One of the tasks the human brain best performs is identifying patterns. We're so hardwired this way, researchers have found, that we sometimes invent repetitions and groupings that aren't there as a way to feel in control.
Pattern recognition is, of course, a skill computers have, too. And machines can group data at scales and with speeds unlike anything a human brain might attempt. It's what makes computers so powerful and so useful. And seeing the structural framework for patterns across vast systems of categorization can be enormously revealing, too. Which is why a seemingly small adjustment to TimesMachine—the astonishing archival trove that lets New York Times subscribers explore millions of pages of past newspapers—is actually a pretty big change.
"People are somewhat overwhelmed when presented with the entire archive like, 'Here's 11 million articles. Go find what you want,'" said Evan Sandhaus, who is the director of search, archives, and semantics at the Times. "We thought there would be a real need to sort of guide people into the archive."

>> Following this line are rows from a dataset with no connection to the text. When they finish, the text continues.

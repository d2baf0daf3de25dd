//! # Announcement listing state
//!
//! [`Listing`] is everything the announcements page shows: the visible
//! announcements, pagination cursors, and whether the visible set came from the
//! paginated listing or from a search.
//!
//! Requests are applied in two steps so the state never has to be borrowed
//! across an `await`:
//!
//! 1. [`Listing::begin`] issues a [`Ticket`] and marks the view as loading.
//! 2. [`Listing::finish_page`] / [`Listing::finish_search`] apply the response
//!    only if the ticket is still current. Older responses are dropped.
//!
//! A successful response always *replaces* the visible set. While searching
//! there are no cursors, so pagination controls disappear.

use api::{Announcement, ApiError, Backend, Page, UserInfo};

use crate::error::{require_token, ActionError};
use crate::forms::SearchForm;
use crate::sequence::{RequestSeq, Ticket};

pub const LOAD_FAILED: &str = "Could not load announcements.";
pub const SEARCH_FAILED: &str = "Search failed. Please try again.";
pub const DELETE_FAILED: &str = "Could not delete the announcement.";

#[derive(Debug, Clone, PartialEq)]
pub struct Listing {
    pub items: Vec<Announcement>,
    pub page: u32,
    pub count: u64,
    pub has_next: bool,
    pub has_previous: bool,
    pub searching: bool,
    pub search: SearchForm,
    pub loading: bool,
    pub error: Option<String>,
    seq: RequestSeq,
}

impl Default for Listing {
    fn default() -> Self {
        Self {
            items: Vec::new(),
            page: 1,
            count: 0,
            has_next: false,
            has_previous: false,
            searching: false,
            search: SearchForm::default(),
            loading: false,
            error: None,
            seq: RequestSeq::new(),
        }
    }
}

impl Listing {
    pub fn new() -> Self {
        Self::default()
    }

    /// Start a request. Pass the ticket back with its response.
    pub fn begin(&mut self) -> Ticket {
        self.loading = true;
        self.seq.issue()
    }

    fn accept(&mut self, ticket: Ticket) -> bool {
        if !self.seq.is_current(ticket) {
            tracing::debug!(?ticket, "dropping stale listing response");
            return false;
        }
        self.loading = false;
        true
    }

    /// Apply a paginated response for `page`. Returns whether it was applied.
    pub fn finish_page(
        &mut self,
        ticket: Ticket,
        page: u32,
        result: Result<Page<Announcement>, ApiError>,
    ) -> bool {
        if !self.accept(ticket) {
            return false;
        }
        match result {
            Ok(response) => {
                self.has_next = response.has_next();
                self.has_previous = response.has_previous();
                self.count = response.count;
                self.items = response.results;
                self.page = page.max(1);
                self.searching = false;
                self.error = None;
            }
            Err(e) => {
                tracing::error!(error = %e, page, "failed to load announcements");
                self.error = Some(LOAD_FAILED.to_string());
            }
        }
        true
    }

    /// Apply a search response. Returns whether it was applied.
    pub fn finish_search(
        &mut self,
        ticket: Ticket,
        result: Result<Vec<Announcement>, ApiError>,
    ) -> bool {
        if !self.accept(ticket) {
            return false;
        }
        match result {
            Ok(items) => {
                self.count = items.len() as u64;
                self.items = items;
                self.has_next = false;
                self.has_previous = false;
                self.searching = true;
                self.error = None;
            }
            Err(e) => {
                tracing::error!(error = %e, "announcement search failed");
                self.error = Some(SEARCH_FAILED.to_string());
            }
        }
        true
    }

    /// Report a failure that happened before a request was sent, such as an
    /// invalid filter. Invalidates any request still in flight.
    pub fn fail(&mut self, message: impl Into<String>) {
        self.seq.issue();
        self.loading = false;
        self.error = Some(message.into());
    }

    /// Clear the filter fields and leave search mode. The caller reloads page 1.
    pub fn reset_search(&mut self) {
        self.search = SearchForm::default();
        self.searching = false;
        self.error = None;
    }

    /// Drop one announcement from the visible set. Returns whether it was there.
    pub fn remove(&mut self, id: i64) -> bool {
        let before = self.items.len();
        self.items.retain(|a| a.id != id);
        self.items.len() != before
    }

    /// Apply the outcome of a delete. The item goes away only on success;
    /// a failure keeps it and shows the error.
    pub fn apply_delete(&mut self, id: i64, result: Result<(), ActionError>) -> bool {
        match result {
            Ok(()) => self.remove(id),
            Err(e) => {
                self.error = Some(e.to_string());
                false
            }
        }
    }

    pub fn shows_pagination(&self) -> bool {
        !self.searching
    }

    pub fn next_page(&self) -> Option<u32> {
        (self.shows_pagination() && self.has_next).then(|| self.page + 1)
    }

    pub fn previous_page(&self) -> Option<u32> {
        (self.shows_pagination() && self.has_previous && self.page > 1).then(|| self.page - 1)
    }
}

/// Whether `viewer` may edit or delete `announcement`: its author or staff.
/// Anonymous visitors never can.
pub fn can_manage(viewer: Option<&UserInfo>, announcement: &Announcement) -> bool {
    viewer.is_some_and(|user| user.is_staff || user.id == announcement.author.id)
}

/// Delete one announcement. Without a token nothing is sent.
pub async fn delete_announcement<B: Backend>(
    backend: &B,
    token: Option<&str>,
    id: i64,
) -> Result<(), ActionError> {
    let token = require_token(token)?;
    backend
        .delete_announcement(token, id)
        .await
        .map_err(|e| ActionError::request(DELETE_FAILED, e))?;
    tracing::info!(id, "announcement deleted");
    Ok(())
}
impl AnnouncementForm {
    /// Pre-filled edit form. Terms were accepted when the record was created.
    /// Under [`SubjectPolicy::Restricted`] a
    /// subject outside the listed set is replaced by the default one, so the
    /// select shows what will be sent.
    pub fn from_announcement(announcement: &Announcement, policy: SubjectPolicy) -> Self {
        let subject = match (policy, announcement.known_subject()) {
            (SubjectPolicy::Restricted, None) => {
                tracing::warn!(
                    id = announcement.id,
                    subject = %announcement.subject,
                    "unlisted subject replaced for restricted edit"
                );
                Subject::default().label().to_string()
            }
            _ => announcement.subject.clone(),
        };
        Self {
            subject,
            content: announcement.content.clone(),
            hourly_rate: announcement.hourly_rate.to_string(),
            terms_accepted: true,
        }
    }

    pub fn can_submit_new(&self) -> bool {
        self.terms_accepted
    }

    pub fn to_draft(&self, policy: SubjectPolicy) -> Result<AnnouncementDraft, ActionError> {
        let subject = self.subject.trim();
        let subject = match policy {
            SubjectPolicy::Restricted => Subject::from_label(subject)
                .ok_or(ActionError::UnknownSubject)?
                .label()
                .to_string(),
            SubjectPolicy::Free if subject.is_empty() => return Err(ActionError::MissingSubject),
            SubjectPolicy::Free => subject.to_string(),
        };
        Ok(AnnouncementDraft {
            subject,
            content: self.content.clone(),
            hourly_rate: parse_rate(&self.hourly_rate)?,
        })
    }

    /// Create a new announcement. New announcements always use one of the
    /// listed subjects.
    pub async fn submit_new<B: Backend>(
        &self,
        backend: &B,
        token: Option<&str>,
    ) -> Result<(), ActionError> {
        if !self.can_submit_new() {
            return Err(ActionError::TermsNotAccepted);
        }
        let token = require_token(token)?;
        let draft = self.to_draft(SubjectPolicy::Restricted)?;
        backend
            .add_announcement(token, &draft)
            .await
            .map_err(|e| ActionError::request(ADD_FAILED, e))?;
        tracing::info!(subject = %draft.subject, "announcement added");
        Ok(())
    }

    /// Message to carry to the login page when a submit was refused for lack
    /// of a session.
    pub fn login_notice(err: &ActionError) -> Option<&'static str> {
        err.requires_login().then_some(ADD_LOGIN_REQUIRED)
    }

    pub async fn submit_edit<B: Backend>(
        &self,
        backend: &B,
        token: Option<&str>,
        id: i64,
        policy: SubjectPolicy,
    ) -> Result<(), ActionError> {
        let token = require_token(token)?;
        let draft = self.to_draft(policy)?;
        backend
            .edit_announcement(token, id, &draft)
            .await
            .map_err(|e| ActionError::request(EDIT_FAILED, e))?;
        tracing::info!(id, "announcement updated");
        Ok(())
    }
}
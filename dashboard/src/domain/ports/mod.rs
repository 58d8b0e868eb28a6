//! Domain ports for the hexagonal boundary.

mod macros;
pub(crate) use macros::define_port_error;

mod user_directory_source;

#[cfg(test)]
pub use user_directory_source::MockUserDirectorySource;
pub use user_directory_source::{
    FixtureUserDirectorySource, UserDirectorySource, UserDirectorySourceError,
};
//! Shared HTTP adapter state.
//!
//! Handlers receive this via `actix_web::web::Data`, so they depend only on
//! the directory port and stay testable without network I/O.

use std::sync::Arc;

use crate::domain::ports::UserDirectorySource;

/// Dependency bundle for page handlers.
#[derive(Clone)]
pub struct HttpState {
    pub users: Arc<dyn UserDirectorySource>,
}

impl HttpState {
    /// Bundle the directory port for handlers.
    ///
    /// # Examples
    /// ```
    /// use std::sync::Arc;
    /// use user_dashboard::domain::ports::FixtureUserDirectorySource;
    /// use user_dashboard::inbound::http::state::HttpState;
    ///
    /// let state = HttpState::new(Arc::new(FixtureUserDirectorySource));
    /// let _cloned = state.clone();
    /// ```
    pub fn new(users: Arc<dyn UserDirectorySource>) -> Self {
        Self { users }
    }
}
//! Domain records, view state machines and ports.
//!
//! Purpose: model the two dashboard views independently of HTTP. Each view
//! owns its data for the lifetime of one page view, performs a single fetch
//! through [`ports::UserDirectorySource`], and exposes a render decision.
//!
//! Public surface:
//! - `User` and its sub-records: read-only projection of the directory.
//! - `filter_users`: the pure search predicate.
//! - `ListView` / `DetailView`: per-page state over `LoadState`.

pub mod detail_view;
pub mod filter;
pub mod list_view;
pub mod load_state;
pub mod ports;
pub mod user;

pub use self::detail_view::{DETAIL_STATUS_FAILURE, DetailOutcome, DetailView};
pub use self::filter::filter_users;
pub use self::list_view::{LIST_STATUS_FAILURE, ListView};
pub use self::load_state::{GENERIC_FAILURE_MESSAGE, LoadState};
pub use self::user::{Address, Company, Geo, User, UserId, UserIdentifier};
//! HTTP server configuration object and helpers.

use std::net::SocketAddr;
use std::time::Duration;

use url::Url;

use super::settings::{
    DEFAULT_REQUEST_TIMEOUT_SECS, DEFAULT_USER_AGENT, DashboardSettings, SettingsError,
};

/// Validated configuration handed to [`super::create_server`].
#[derive(Debug, Clone)]
pub struct ServerConfig {
    pub(crate) bind_addr: SocketAddr,
    pub(crate) upstream_url: Url,
    pub(crate) request_timeout: Duration,
    pub(crate) user_agent: String,
}

impl ServerConfig {
    /// Configuration with the default timeout and user agent.
    #[must_use]
    pub fn new(bind_addr: SocketAddr, upstream_url: Url) -> Self {
        Self {
            bind_addr,
            upstream_url,
            request_timeout: Duration::from_secs(DEFAULT_REQUEST_TIMEOUT_SECS),
            user_agent: DEFAULT_USER_AGENT.to_owned(),
        }
    }

    #[must_use]
    pub fn with_request_timeout(mut self, timeout: Duration) -> Self {
        self.request_timeout = timeout.max(Duration::from_secs(1));
        self
    }

    #[must_use]
    pub fn with_user_agent(mut self, user_agent: impl Into<String>) -> Self {
        self.user_agent = user_agent.into();
        self
    }

    #[must_use]
    pub fn bind_addr(&self) -> SocketAddr {
        self.bind_addr
    }

    #[must_use]
    pub fn upstream_url(&self) -> &Url {
        &self.upstream_url
    }
}

impl TryFrom<&DashboardSettings> for ServerConfig {
    type Error = SettingsError;

    fn try_from(settings: &DashboardSettings) -> Result<Self, Self::Error> {
        Ok(Self::new(settings.bind_addr()?, settings.upstream_url()?)
            .with_request_timeout(settings.request_timeout())
            .with_user_agent(settings.user_agent()))
    }
}

#[cfg(test)]
mod tests {
    use super::*;

    #[test]
    fn settings_convert_into_config() {
        let settings = DashboardSettings {
            bind_addr: Some("127.0.0.1:0".to_owned()),
            upstream_url: Some("http://127.0.0.1:9000".to_owned()),
            request_timeout_secs: Some(4),
            user_agent: Some("probe/1".to_owned()),
        };
        let config = ServerConfig::try_from(&settings).expect("valid settings");

        assert_eq!(config.bind_addr().port(), 0);
        assert_eq!(config.upstream_url().as_str(), "http://127.0.0.1:9000/");
        assert_eq!(config.request_timeout, Duration::from_secs(4));
        assert_eq!(config.user_agent, "probe/1");
    }

    #[test]
    fn invalid_settings_surface_the_first_error() {
        let settings = DashboardSettings {
            bind_addr: Some("nope".to_owned()),
            upstream_url: None,
            request_timeout_secs: None,
            user_agent: None,
        };
        let error = ServerConfig::try_from(&settings).expect_err("bad bind address");
        assert!(error.to_string().contains("nope"));
    }

    #[test]
    fn builder_clamps_timeout() {
        let config = ServerConfig::new(
            "127.0.0.1:0".parse().expect("socket address"),
            Url::parse("http://127.0.0.1:9000").expect("url"),
        )
        .with_request_timeout(Duration::ZERO);
        assert_eq!(config.request_timeout, Duration::from_secs(1));
        assert_eq!(config.user_agent, "user-dashboard/0.1");
    }
}
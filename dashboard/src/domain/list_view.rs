//! Searchable list of every directory user.

use super::ports::UserDirectorySource;
use super::{LoadState, User, filter_users};

/// Message shown when the collection endpoint answers with a failure status.
pub const LIST_STATUS_FAILURE: &str = "Failed to fetch users";

/// State of one list page view.
///
/// The collection is fetched once per [`ListView::mount`]; changing the
/// query afterwards only re-runs [`filter_users`].
///
/// # Examples
/// ```
/// use user_dashboard::domain::ListView;
/// use user_dashboard::domain::ports::FixtureUserDirectorySource;
///
/// # tokio::runtime::Runtime::new().unwrap().block_on(async {
/// let mut view = ListView::new();
/// view.mount(&FixtureUserDirectorySource).await;
/// view.set_query("xyz");
/// assert_eq!(view.summary(), "Showing 0 of 1 users");
/// # });
/// ```
#[derive(Debug, Clone, PartialEq, Eq)]
pub struct ListView {
    state: LoadState<Vec<User>>,
    query: String,
}

impl Default for ListView {
    fn default() -> Self {
        Self::new()
    }
}

impl ListView {
    /// A view that has not fetched yet, with an empty query.
    #[must_use]
    pub const fn new() -> Self {
        Self {
            state: LoadState::Loading,
            query: String::new(),
        }
    }

    /// Fetch the collection and settle into `Loaded` or `Failed`.
    pub async fn mount(&mut self, source: &dyn UserDirectorySource) {
        self.state = LoadState::Loading;
        let result = source.fetch_users().await;
        self.state = LoadState::from_fetch(result, LIST_STATUS_FAILURE);
    }

    /// Replace the search text. Never touches the network.
    pub fn set_query(&mut self, query: impl Into<String>) {
        self.query = query.into();
    }

    /// Current search text.
    #[must_use]
    pub fn query(&self) -> &str {
        self.query.as_str()
    }

    /// Fetch lifecycle.
    #[must_use]
    pub const fn state(&self) -> &LoadState<Vec<User>> {
        &self.state
    }

    /// The whole fetched collection; empty unless loaded.
    #[must_use]
    pub fn users(&self) -> &[User] {
        self.state.loaded().map(Vec::as_slice).unwrap_or_default()
    }

    /// Users matching the current query, recomputed on every call.
    #[must_use]
    pub fn filtered(&self) -> Vec<&User> {
        filter_users(self.users(), &self.query)
    }

    /// Summary line shown under the table.
    #[must_use]
    pub fn summary(&self) -> String {
        format!(
            "Showing {} of {} users",
            self.filtered().len(),
            self.users().len()
        )
    }
}
//! Single-user detail view keyed by the navigation identifier.

use super::ports::UserDirectorySource;
use super::{LoadState, User, UserIdentifier};

/// Message shown when the single-record endpoint answers with a failure status.
pub const DETAIL_STATUS_FAILURE: &str = "Failed to fetch user details";

/// What the detail page should show, in precedence order.
#[derive(Debug, Clone, Copy, PartialEq, Eq)]
pub enum DetailOutcome<'a> {
    /// The fetch failed; carries the message.
    Failed(&'a str),
    /// No identifier yet, or the fetch is outstanding.
    Loading,
    /// Upstream answered successfully without a record.
    NotFound,
    /// The record to render.
    Found(&'a User),
}

/// State of one detail page view.
///
/// The view fetches once per distinct identifier. A failure is terminal:
/// later identifiers are ignored until a new view is created.
///
/// # Examples
/// ```
/// use user_dashboard::domain::{DetailOutcome, DetailView, UserIdentifier};
/// use user_dashboard::domain::ports::FixtureUserDirectorySource;
///
/// # tokio::runtime::Runtime::new().unwrap().block_on(async {
/// let mut view = DetailView::new();
/// view.resolve(&FixtureUserDirectorySource, UserIdentifier::new("1")).await;
/// assert!(matches!(view.outcome(), DetailOutcome::Found(user) if user.username == "Bret"));
/// # });
/// ```
#[derive(Debug, Clone, PartialEq, Eq)]
pub struct DetailView {
    identifier: Option<UserIdentifier>,
    state: LoadState<Option<User>>,
}

impl Default for DetailView {
    fn default() -> Self {
        Self::new()
    }
}

impl DetailView {
    /// A view waiting for its identifier.
    #[must_use]
    pub const fn new() -> Self {
        Self {
            identifier: None,
            state: LoadState::Loading,
        }
    }

    /// Consume the resolved identifier and fetch the record it names.
    ///
    /// - `None` means the router has not resolved an identifier yet; nothing
    ///   is fetched.
    /// - The identifier already loaded is not fetched again.
    /// - A failed view ignores further identifiers.
    pub async fn resolve(
        &mut self,
        source: &dyn UserDirectorySource,
        identifier: Option<UserIdentifier>,
    ) {
        let Some(identifier) = identifier else {
            return;
        };
        if self.state.failure().is_some() {
            return;
        }
        if self.state.loaded().is_some() && self.identifier.as_ref() == Some(&identifier) {
            return;
        }

        self.state = LoadState::Loading;
        let result = source.fetch_user(&identifier).await;
        self.identifier = Some(identifier);
        self.state = LoadState::from_fetch(result, DETAIL_STATUS_FAILURE);
    }

    /// Identifier of the most recent fetch.
    #[must_use]
    pub const fn identifier(&self) -> Option<&UserIdentifier> {
        self.identifier.as_ref()
    }

    /// Fetch lifecycle.
    #[must_use]
    pub const fn state(&self) -> &LoadState<Option<User>> {
        &self.state
    }

    /// Rendering decision: failure, then loading, then not-found, then the
    /// record.
    #[must_use]
    pub fn outcome(&self) -> DetailOutcome<'_> {
        match &self.state {
            LoadState::Failed(message) => DetailOutcome::Failed(message.as_str()),
            LoadState::Loading => DetailOutcome::Loading,
            LoadState::Loaded(None) => DetailOutcome::NotFound,
            LoadState::Loaded(Some(user)) => DetailOutcome::Found(user),
        }
    }
}

#[cfg(test)]
mod tests {
    use super::*;
    use crate::domain::ports::{
        FixtureUserDirectorySource, MockUserDirectorySource, UserDirectorySourceError,
    };
    use rstest::rstest;

    fn identifier(raw: &str) -> Option<UserIdentifier> {
        UserIdentifier::new(raw)
    }

    #[tokio::test]
    async fn unresolved_identifier_issues_no_fetch() {
        // No expectations: any call would panic.
        let source = MockUserDirectorySource::new();
        let mut view = DetailView::new();
        view.resolve(&source, None).await;

        assert_eq!(view.outcome(), DetailOutcome::Loading);
        assert!(view.identifier().is_none());
    }

    #[tokio::test]
    async fn found_record_is_rendered_verbatim() {
        let mut view = DetailView::new();
        view.resolve(&FixtureUserDirectorySource, identifier("1"))
            .await;

        assert_eq!(
            view.outcome(),
            DetailOutcome::Found(&FixtureUserDirectorySource::user())
        );
        assert_eq!(view.identifier().map(UserIdentifier::as_str), Some("1"));
    }

    #[tokio::test]
    async fn falsy_body_is_not_found() {
        let mut source = MockUserDirectorySource::new();
        source
            .expect_fetch_user()
            .times(1)
            .return_once(|_| Ok(None));
        let mut view = DetailView::new();
        view.resolve(&source, identifier("7")).await;

        assert_eq!(view.outcome(), DetailOutcome::NotFound);
    }

    #[rstest]
    #[case::not_found(UserDirectorySourceError::status(404_u16, ""), DETAIL_STATUS_FAILURE)]
    #[case::server_error(UserDirectorySourceError::status(500_u16, ""), DETAIL_STATUS_FAILURE)]
    #[case::decode(UserDirectorySourceError::decode("trailing characters"), "trailing characters")]
    #[tokio::test]
    async fn failures_win_over_not_found(
        #[case] error: UserDirectorySourceError,
        #[case] expected: &str,
    ) {
        let mut source = MockUserDirectorySource::new();
        source
            .expect_fetch_user()
            .times(1)
            .return_once(move |_| Err(error));
        let mut view = DetailView::new();
        view.resolve(&source, identifier("404")).await;

        assert_eq!(view.outcome(), DetailOutcome::Failed(expected));
    }

    #[tokio::test]
    async fn identifier_is_passed_through_unvalidated() {
        let mut source = MockUserDirectorySource::new();
        source
            .expect_fetch_user()
            .withf(|id: &UserIdentifier| id.as_str() == "not a number")
            .times(1)
            .return_once(|_| Ok(None));
        let mut view = DetailView::new();
        view.resolve(&source, identifier("not a number")).await;
    }

    #[tokio::test]
    async fn changed_identifier_refetches_and_same_identifier_does_not() {
        let mut source = MockUserDirectorySource::new();
        source
            .expect_fetch_user()
            .withf(|id: &UserIdentifier| id.as_str() == "1")
            .times(1)
            .returning(|_| Ok(Some(FixtureUserDirectorySource::user())));
        source
            .expect_fetch_user()
            .withf(|id: &UserIdentifier| id.as_str() == "2")
            .times(1)
            .returning(|_| Ok(None));

        let mut view = DetailView::new();
        view.resolve(&source, identifier("1")).await;
        view.resolve(&source, identifier("1")).await;
        assert!(matches!(view.outcome(), DetailOutcome::Found(_)));

        view.resolve(&source, identifier("2")).await;
        assert_eq!(view.outcome(), DetailOutcome::NotFound);
        assert_eq!(view.identifier().map(UserIdentifier::as_str), Some("2"));
    }

    #[tokio::test]
    async fn failure_is_terminal_for_the_view() {
        let mut source = MockUserDirectorySource::new();
        source
            .expect_fetch_user()
            .times(1)
            .return_once(|_| Err(UserDirectorySourceError::transport("reset by peer")));

        let mut view = DetailView::new();
        view.resolve(&source, identifier("1")).await;
        view.resolve(&source, identifier("2")).await;

        assert_eq!(view.outcome(), DetailOutcome::Failed("reset by peer"));
    }
}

One way to do that, he told me, was to add a search function that's linked to The New York Times Index, the sprawling database of references that the newspaper has published as a resource for libraries and other researchers since 1913. (Another is with the Twitter account NYTArchives, which the Times is launching today.) The index, which the Times calls "a painstakingly assembled and cross-referenced guide to virtually every article," is what made it the newspaper of record. Even today there is a team of about a dozen people whose only job is to read the paper and index its contents—"this Herculean effort to categorize everything," Sandhaus told me.